Strona główna

Manchester City obserwuje Alvesa

Marcin Śliwnicki | 28.12.2013; 18:12

Jaka będzie przyszłość Brazylijczyka?

Manchester City monitoruje sytuację Diego Alvesa. Chociaż Manuel Pellegrini wykluczył możliwość transferu na Etihad Stadium jakiegokolwiek bramkarza w zimowym okienku, Brazylijczyk jest wymieniany w gronie potencjalnych wzmocnień The Citizens.

Sytuacja Diego w Valencii nigdy nie była komfortowa. Brazylijczyk od początku musiał intensywnie walczyć o miejsce w składzie z Vicente Guaitą. Tym, który w pełni mu zaufał, był dopiero Miroslav Djukić. Po jego odejściu, zastępujący go Nico Estévez wysłał Brazylijczyka na ławkę na dwa kolejne mecze.

Alvesowi nie spodobał się zwłaszcza brak występu przeciwko stołecznemu Realowi.
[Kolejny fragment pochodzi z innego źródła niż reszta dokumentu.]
//! Google Gemini `generateContent` backend.

use super::{TextGenerator, api_error_message};
use crate::config::LlmConfig;
use crate::error::GenerationError;
use crate::history::{HistoryMessage, Role};
use async_trait::async_trait;
use tracing::{debug, info};

const PROVIDER: &str = "Gemini";

/// Gemini text generator.
pub struct GeminiGenerator {
    config: LlmConfig,
    client: reqwest::Client,
}

impl GeminiGenerator {
    /// Create a generator from the LLM config (reads the `gemini` section).
    pub fn new(config: LlmConfig) -> Self {
        Self {
            config,
            client: reqwest::Client::new(),
        }
    }

    fn build_body(&self, history: &[HistoryMessage], user_text: &str) -> serde_json::Value {
        let mut contents: Vec<serde_json::Value> = history
            .iter()
            .map(|m| {
                let role = match m.role {
                    Role::User => "user",
                    Role::Assistant => "model",
                };
                serde_json::json!({ "role": role, "parts": [{ "text": m.text }] })
            })
            .collect();
        contents.push(serde_json::json!({
            "role": "user",
            "parts": [{ "text": user_text }],
        }));

        serde_json::json!({
            "systemInstruction": { "parts": [{ "text": self.config.system_prompt }] },
            "contents": contents,
            "generationConfig": {
                "maxOutputTokens": self.config.max_tokens,
                "temperature": self.config.temperature,
            },
        })
    }
}

#[async_trait]
impl TextGenerator for GeminiGenerator {
    async fn generate(
        &self,
        history: &[HistoryMessage],
        user_text: &str,
    ) -> Result<String, GenerationError> {
        let gemini = &self.config.gemini;
        if gemini.api_key.is_empty() {
            return Err(GenerationError::MissingCredentials {
                provider: PROVIDER.into(),
            });
        }

        let base = gemini.base_url.trim_end_matches('/');
        let url = format!(
            "{base}/v1beta/models/{}:generateContent?key={}",
            gemini.model, gemini.api_key
        );
        info!(model = gemini.model.as_str(), "requesting Gemini reply");

        let response = self
            .client
            .post(&url)
            .json(&self.build_body(history, user_text))
            .send()
            .await?;

        let status = response.status();
        let body = response.text().await?;
        if !status.is_success() {
            return Err(GenerationError::Api {
                provider: PROVIDER.into(),
                message: api_error_message(status, &body),
            });
        }

        let value: serde_json::Value =
            serde_json::from_str(&body).map_err(|e| GenerationError::MalformedResponse {
                provider: PROVIDER.into(),
                detail: e.to_string(),
            })?;
        let text = value
            .pointer("/candidates/0/content/parts/0/text")
            .and_then(|t| t.as_str())
            .ok_or_else(|| GenerationError::MalformedResponse {
                provider: PROVIDER.into(),
                detail: "no candidate text".into(),
            })?;

        debug!(chars = text.len(), "Gemini reply received");
        Ok(text.trim().to_owned())
    }
}
//! Playback primitive contract.
//!
//! Decoding and device output live behind [`Playback`]. The synthesis chain
//! hands it an [`AudioHandle`] and forwards the resulting [`PlaybackEvent`]
//! stream as its own.

pub mod playback;

pub use playback::SimulatedPlayback;

use crate::config::SystemVoiceConfig;
use bytes::Bytes;
use tokio::sync::mpsc;

/// Audio ready to be played.
#[derive(Debug, Clone, PartialEq)]
pub enum AudioHandle {
    /// Text to be spoken by the host's built-in voice.
    Utterance {
        /// Text to speak.
        text: String,
        /// Voice parameters.
        voice: SystemVoiceConfig,
    },
    /// Encoded audio returned by a provider.
    Encoded {
        /// Raw container bytes.
        bytes: Bytes,
        /// MIME type, e.g. `audio/mpeg`.
        mime: String,
    },
    /// Audio hosted at a URL.
    Url(String),
}

/// Progress of one playback.
#[derive(Debug, Clone, PartialEq)]
pub enum PlaybackEvent {
    /// Audio is audible.
    Started,
    /// Output amplitude in `0.0..=1.0`, sampled at a fixed cadence.
    Level(f32),
    /// Playback finished normally.
    Ended,
    /// Playback failed.
    Failed(String),
}

/// Plays one [`AudioHandle`] at a time.
pub trait Playback: Send + Sync {
    /// Start playing `audio`. The stream ends after `Ended` or `Failed`, or
    /// silently after [`cancel`](Playback::cancel).
    fn play(&self, audio: AudioHandle) -> mpsc::Receiver<PlaybackEvent>;

    /// Stop whatever is playing.
    fn cancel(&self);
}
Przed wejściem do szatni Brazylijczyk zaczął głośno protestować przeciw decyzji Estéveza. W obronie tymczasowego szkoleniowca Valencii stanął trener bramkarzy, José Manuel Ochotorena, za co otrzymał od wściekłego piłkarza cios w twarz.

Następnie Brazylijczyk wszedł do szatni, dalej głośno krzycząc. Tam sytuację starali się załagodzić pozostali zawodnicy, oznajmiając również, że ich zdaniem takie zachowanie to brak szacunku dla reszty drużyny, a zwłaszcza dla Vicente Guaity.

Na kogo postawi Pizzi na razie nie wiadomo. Pewnym jest natomiast, że jeśli nie pojawi się inwestor, który da klubowi zastrzyk gotówki, Valencia sprzeda kilku piłkarzy grających na pozycjach, na których mogą grać inny, nie obniżający poziomu zespołu zawodnicy. Właśnie taki los może spotkać Diego Alvesa. Wszystko po to, aby zyskać pieniądze na transfery niezbędne do walki o grę w Lidze Mistrzów.